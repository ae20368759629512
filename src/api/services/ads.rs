//! 广告位请求：有广告返回 200 + 素材，没有返回 204

use actix_web::{HttpResponse, web};
use std::sync::Arc;
use tracing::{debug, trace};

use crate::services::{AdDecision, AdRequest, Engine};

pub struct AdsService;

impl AdsService {
    pub async fn serve(body: web::Json<AdRequest>, engine: web::Data<Arc<Engine>>) -> HttpResponse {
        let request = body.into_inner();
        if request.viewer_id.trim().is_empty() {
            // 终端请求不暴露错误细节
            return HttpResponse::NoContent().finish();
        }
        trace!(
            "Ad slot request from viewer {} in thread {}",
            request.viewer_id, request.slot_context.thread_id
        );

        match engine.targeting.select_ad(&request).await {
            AdDecision::Fill(ad) => HttpResponse::Ok()
                .insert_header(("Cache-Control", "no-store"))
                .json(ad),
            AdDecision::NoFill(reason) => {
                debug!("No fill for viewer {}: {}", request.viewer_id, reason);
                HttpResponse::NoContent().finish()
            }
        }
    }
}

pub fn ads_routes() -> actix_web::Scope {
    web::scope("/ads").route("/serve", web::post().to(AdsService::serve))
}
pub mod auth;
pub mod timing;

pub use auth::{TokenAuth, TokenRole};
pub use timing::TimingMiddleware;
//! EventRecorder 性能基准测试

use std::sync::Arc;

use chrono::Utc;
use criterion::{BenchmarkId, Criterion, Throughput, criterion_group, criterion_main};
use tokio::time::Duration;

use commerce_engine::events::{EventRecorder, EventSink};
use commerce_engine::storage::{ClickEvent, FraudState, ImpressionEvent};

/// 丢弃所有事件，只测缓冲开销
struct NoopSink;

#[async_trait::async_trait]
impl EventSink for NoopSink {
    async fn write_clicks(&self, _events: Vec<ClickEvent>) -> anyhow::Result<()> {
        Ok(())
    }

    async fn write_impressions(&self, _events: Vec<ImpressionEvent>) -> anyhow::Result<()> {
        Ok(())
    }
}

fn create_recorder(max_buffered: usize) -> EventRecorder {
    EventRecorder::new(
        Arc::new(NoopSink) as Arc<dyn EventSink>,
        Duration::from_secs(3600), // 长间隔，避免定时刷盘
        max_buffered,
    )
}

fn click(i: usize) -> ClickEvent {
    ClickEvent {
        event_id: format!("evt-{}", i),
        short_code: "abc123".to_string(),
        campaign_id: "C1".to_string(),
        actor_id: format!("U{}", i % 512),
        device_id: None,
        ip_hash: None,
        earner_id: "E1".to_string(),
        fraud_state: FraudState::Clean,
        fraud_score: 0,
        clicked_at: Utc::now(),
    }
}

/// 单线程记录点击（不触发刷盘）
fn bench_record_click(c: &mut Criterion) {
    let recorder = create_recorder(usize::MAX);
    let mut i = 0;

    c.bench_function("record_click/single_thread", |b| {
        b.iter(|| {
            recorder.record_click(click(i));
            i += 1;
        });
    });
}

/// 多线程并发记录
fn bench_concurrent_record(c: &mut Criterion) {
    let rt = tokio::runtime::Runtime::new().unwrap();
    let mut group = c.benchmark_group("record_click/concurrent");

    for num_tasks in [2, 4, 8] {
        group.throughput(Throughput::Elements(1000));
        group.bench_with_input(BenchmarkId::new("tasks", num_tasks), &num_tasks, |b, &n| {
            let recorder = create_recorder(usize::MAX);
            b.iter(|| {
                rt.block_on(async {
                    let handles: Vec<_> = (0..n)
                        .map(|t| {
                            let recorder = recorder.clone();
                            tokio::spawn(async move {
                                for i in 0..1000 / n {
                                    recorder.record_click(click(t * 1000 + i));
                                }
                            })
                        })
                        .collect();
                    for handle in handles {
                        handle.await.unwrap();
                    }
                });
            });
        });
    }
    group.finish();
}

/// 记录 + 手动刷盘
fn bench_record_and_flush(c: &mut Criterion) {
    let rt = tokio::runtime::Runtime::new().unwrap();
    let recorder = create_recorder(usize::MAX);

    let mut group = c.benchmark_group("flush");
    for batch in [100usize, 1000] {
        group.throughput(Throughput::Elements(batch as u64));
        group.bench_with_input(BenchmarkId::new("batch", batch), &batch, |b, &batch| {
            b.iter(|| {
                for i in 0..batch {
                    recorder.record_click(click(i));
                }
                rt.block_on(recorder.flush());
            });
        });
    }
    group.finish();
}

criterion_group!(
    benches,
    bench_record_click,
    bench_concurrent_record,
    bench_record_and_flush
);
criterion_main!(benches);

EXERCISE INSTRUCTIONS
Go through the material and report each line that holds the string "NoopSink".

ANSWER BELOW
struct NoopSink;
impl EventSink for NoopSink {
        Arc::new(NoopSink) as Arc<dyn EventSink>,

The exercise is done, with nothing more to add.